Nella tensione tra questi due poli, quello della scienza e quello del ruolo della scienza per l’emancipazione dei subalterni, si definisce un campo di destini incrociati. Non perché il secondo sia la verifica del primo, ma perché comunque è un indicatore delle forme della sua fortuna. Anche se tali forme non derivano dalla scienza, ne condizionano l’immagine politico-culturale esterna alla ristretta cerchia degli specialisti, e qualche volta anche all’interno di quella che viene chiamata «comunità scientifica».

La locuzione ricorrente nella pubblicistica secondo la quale Il capitale sarebbe stata la «Bibbia» del movimento operaio e socialista, è, insieme, falsa e vera. Falsa nel marxismo secondo testi e filologia testuale. Niente era più estraneo agli intendimenti di Marx, e soprattutto alla sua metodologia scientifica, della logica del libro sacro. Vera, in parte non marginale, nei processi reali di un movimento che aveva bisogno della conferma «scientifica» per la garanzia, «in ultima istanza», del proprio «giusto» operare nella storia. Alla fine dell’Ottocento, al momento cioè, dell’incontro tra categorie marxiane e movimento operaio, poteva succedere che la pubblicistica operaia costruisse teorie «marxiste» del salario del tutto contraddittorie con quelle «marxiane». Eppure si trattava di un momento di crescita e di consapevolezza di sé dell’organizzazione.

Dall’ultimo quarto del XIX secolo a gran parte del XX il «marxismo» assume forme strutturate. Prima in organizzazioni di resistenza e partiti politici, poi addirittura in «Stati marxisti». Vere e proprie potenze insomma, senza le quali non sarebbe spiegabile il gigantismo del convegno Unesco del 1968.

Strutturato o non strutturato il marxismo fuori dai testi di Marx rimane un momento imprescindibile per un pensiero che ha voluto essere rivoluzionario. Il fatto è che al Capitale resta stretta la definizione di «classico». Nel 1981 Italo Calvino si esercitò a definire un classico in 14 proposizioni. Il capitale può rientrare in tutte le definizioni, ma solo parzialmente, perché tutte quante presuppongono un’atmosfera pacificata nello svolgimento della lettura e della riflessione del testo. Quel testo, invece, rimane, e rimarrà per tutta l’età caratterizzata dal modo di produzione capitalistico, il «missile terribile» evocato da Marx.

Il marxismo «potenza» il «marxismo politico» è scomparso alla fine del Novecento, e senza tale dimensione anche la filologia marxiana rischia di diventare solo un affare analitico per professori.

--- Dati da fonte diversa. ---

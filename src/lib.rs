//! Realtime parcel-tracking client for the CourierHub courier platform.
//!
//! SYSTEM CONTEXT
//! ==============
//! Customers, delivery agents and admins share one realtime connection per
//! process. Views open tracking subscriptions on it and render the
//! reconciled [`state::TrackingView`]; role actions persist through the REST
//! API and then notify other live subscribers over the same connection.
//!
//! - [`config`]: environment-driven client configuration
//! - [`session`]: process-wide token and user identity
//! - [`api`]: REST client, the source of truth
//! - [`realtime`]: connection, subscriptions and emission helpers
//! - [`state`]: event reconciliation into view models
//! - [`actions`]: persist-then-notify role flows

pub mod actions;
pub mod api;
pub mod config;
pub mod realtime;
pub mod session;
pub mod state;

pub use actions::{ActionError, Actions};
pub use api::{ApiClient, ApiError, Parcel};
pub use config::ClientConfig;
pub use realtime::{Connection, TrackingScope, TrackingSubscription, get_connection};
pub use state::TrackingView;
//! Realtime channel: the shared connection, tracking subscriptions and
//! outbound event helpers.

mod backoff;
pub mod connection;
pub mod emit;
pub mod feed;
mod listeners;
pub mod tracking;
pub mod transport;

pub use connection::{Connection, ConnectionError, Listener, TransportState, get_connection};
pub use feed::{Notice, NoticeFeed};
pub use listeners::ListenerId;
pub use tracking::{TrackingScope, TrackingSubscription, join_tracking, leave_tracking};
pub use transport::{Connector, TransportLink, WebSocketConnector};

I modi in cui alla fine dell’Ottocento avvenne l’incontro del movimento operaio con le varie «forme» marxismo sono oggi irripetibili. Tra le molte e rilevanti differenze di contesto, su una dobbiamo appuntare in particolare la nostra attenzione: allora furono più il movimento, le organizzazioni di resistenza, ad andare verso la teoria che l’inverso. Nel momento attuale è al «marxismo politico» che sembra spettare l’onere di una ricomposizione. Naturalmente in forme diverse, in forme nuove.

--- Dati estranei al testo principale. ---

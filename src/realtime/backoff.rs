//! Exponential reconnection delay with jitter.
//!
//! Delay for attempt `n` is `min(delay * 2^n, delay_max)`, then shifted by up
//! to `randomization * delay` in either direction and clamped to `delay_max`.

use std::time::Duration;

use rand::Rng;

use crate::config::ReconnectPolicy;

const FACTOR: u32 = 2;

#[derive(Clone, Debug)]
pub struct Backoff {
    policy: ReconnectPolicy,
    attempts: u32,
}

impl Backoff {
    #[must_use]
    pub fn new(policy: ReconnectPolicy) -> Self {
        Self { policy, attempts: 0 }
    }

    /// Attempts handed out since the last [`Backoff::reset`].
    #[must_use]
    pub fn attempts(&self) -> u32 {
        self.attempts
    }

    /// Whether the attempt budget is spent.
    #[must_use]
    pub fn exhausted(&self) -> bool {
        !self.policy.enabled || self.attempts >= self.policy.attempts
    }

    /// Delay before the next attempt; counts the attempt.
    pub fn next_delay(&mut self, rng: &mut impl Rng) -> Duration {
        let base = self.base_delay();
        self.attempts = self.attempts.saturating_add(1);

        let jitter = self.policy.randomization.clamp(0.0, 1.0);
        if jitter <= 0.0 {
            return base;
        }
        let deviation = base.mul_f64(rng.random::<f64>() * jitter);
        let delay = if rng.random::<bool>() {
            base.saturating_add(deviation)
        } else {
            base.saturating_sub(deviation)
        };
        delay.min(self.policy.delay_max)
    }

    /// Start over after a successful connection.
    pub fn reset(&mut self) {
        self.attempts = 0;
    }

    fn base_delay(&self) -> Duration {
        let multiplier = FACTOR.checked_pow(self.attempts).unwrap_or(u32::MAX);
        self.policy
            .delay
            .checked_mul(multiplier)
            .unwrap_or(self.policy.delay_max)
            .min(self.policy.delay_max)
    }
}

#[cfg(test)]
#[path = "backoff_test.rs"]
mod tests;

La categoria del «nuovo» è cosa seria, ma nel dibattito politico, e non solo, viene utilizzata alla maniera su cui ha ironizzato il grande storico economico Ruggiero Romano: il nuovo non tanto come veramente nuovo, bensì come «novello» al pari del beaujolais (o del chianti). Certamente non ci si avvicina ai corrieri in bici di Foodora tramite citazioni di Marx. Se però si riflette bene sui capitoli relativi alla giornata lavorativa del I libro de Il capitale, si possono cogliere le ragioni di fondo, nella logica dell’accumulazione nel nostro tempo, della necessità di tali rapporti di lavoro. E su tale base, magari, elaborare categorie politiche «nuove» davvero.

In tale prospettiva alla nostra cultura, alla nostra politica, non basta, parafrasando Croce, rifugiarsi nella generica formulazione del «non possiamo non definirci marxisti». Bisogna entrare direttamente nel merito di nuove forme di «marxismo politico». «Forme» aperte, diverse, qualche volta magari conflittuali, ma con le radici salde nelle logiche dell’antitesi e della critica dell’economia politica.